How many of the lines below contain "Option"? Reply with only that figure.

******

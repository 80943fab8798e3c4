use std::io;
use std::time::Duration;

use crossterm::event::{self, Event, KeyCode, KeyEvent, KeyEventKind, KeyModifiers};

/// Canonical movement directions for snake input.
#[derive(Debug, Clone, Copy, Eq, PartialEq)]
pub enum Direction {
    Up,
    Down,
    Left,
    Right,
}

impl Direction {
    /// Returns the opposite direction.
    #[must_use]
    pub fn opposite(self) -> Self {
        match self {
            Self::Up => Self::Down,
            Self::Down => Self::Up,
            Self::Left => Self::Right,
            Self::Right => Self::Left,
        }
    }

    /// Returns the `(dx, dy)` step for one cell of movement.
    #[must_use]
    pub fn delta(self) -> (i32, i32) {
        match self {
            Self::Up => (0, -1),
            Self::Down => (0, 1),
            Self::Left => (-1, 0),
            Self::Right => (1, 0),
        }
    }
}

/// High-level input events consumed by the game loop.
#[derive(Debug, Clone, Copy, Eq, PartialEq)]
pub enum GameInput {
    Direction(Direction),
    /// Ends the round normally.
    Quit,
    /// Ctrl-C: abandon the process with a non-zero exit status.
    Interrupt,
}

/// Returns whether a direction change is legal (no immediate 180° turns).
#[must_use]
pub fn direction_change_is_valid(current: Direction, next: Direction) -> bool {
    next != current.opposite()
}

/// Maps one key press to a game command.
///
/// Letters are matched in both cases. Arrow keys arrive already decoded by
/// crossterm, so the raw `ESC [ A..D` sequences of individual terminals never
/// reach this function.
#[must_use]
pub fn map_key_event(key: KeyEvent) -> Option<GameInput> {
    if key.kind == KeyEventKind::Release {
        return None;
    }

    if key.modifiers.contains(KeyModifiers::CONTROL) {
        return match key.code {
            KeyCode::Char('c' | 'C') => Some(GameInput::Interrupt),
            _ => None,
        };
    }

    let input = match key.code {
        KeyCode::Char('q' | 'Q') => GameInput::Quit,
        KeyCode::Char('w' | 'W') | KeyCode::Up => GameInput::Direction(Direction::Up),
        KeyCode::Char('s' | 'S') | KeyCode::Down => GameInput::Direction(Direction::Down),
        KeyCode::Char('a' | 'A') | KeyCode::Left => GameInput::Direction(Direction::Left),
        KeyCode::Char('d' | 'D') | KeyCode::Right => GameInput::Direction(Direction::Right),
        _ => return None,
    };
    Some(input)
}

/// Non-blocking keyboard reader.
///
/// Raw mode is owned by [`TerminalSession`](crate::terminal_runtime::TerminalSession);
/// this type only drains the crossterm event queue.
#[derive(Debug, Default)]
pub struct InputHandler;

impl InputHandler {
    #[must_use]
    pub fn new() -> Self {
        Self
    }

    /// Returns the next pending command, or `None` when no key is waiting.
    ///
    /// Never blocks: the event queue is polled with a zero timeout. Non-key
    /// events (resize, focus, mouse) are discarded while looking for a key, and
    /// at most one key press is consumed per call.
    pub fn poll_input(&mut self) -> io::Result<Option<GameInput>> {
        while event::poll(Duration::ZERO)? {
            if let Event::Key(key) = event::read()? {
                if key.kind == KeyEventKind::Release {
                    continue;
                }
                return Ok(map_key_event(key));
            }
        }

        Ok(None)
    }
}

******

### YOUR RESPONSE
2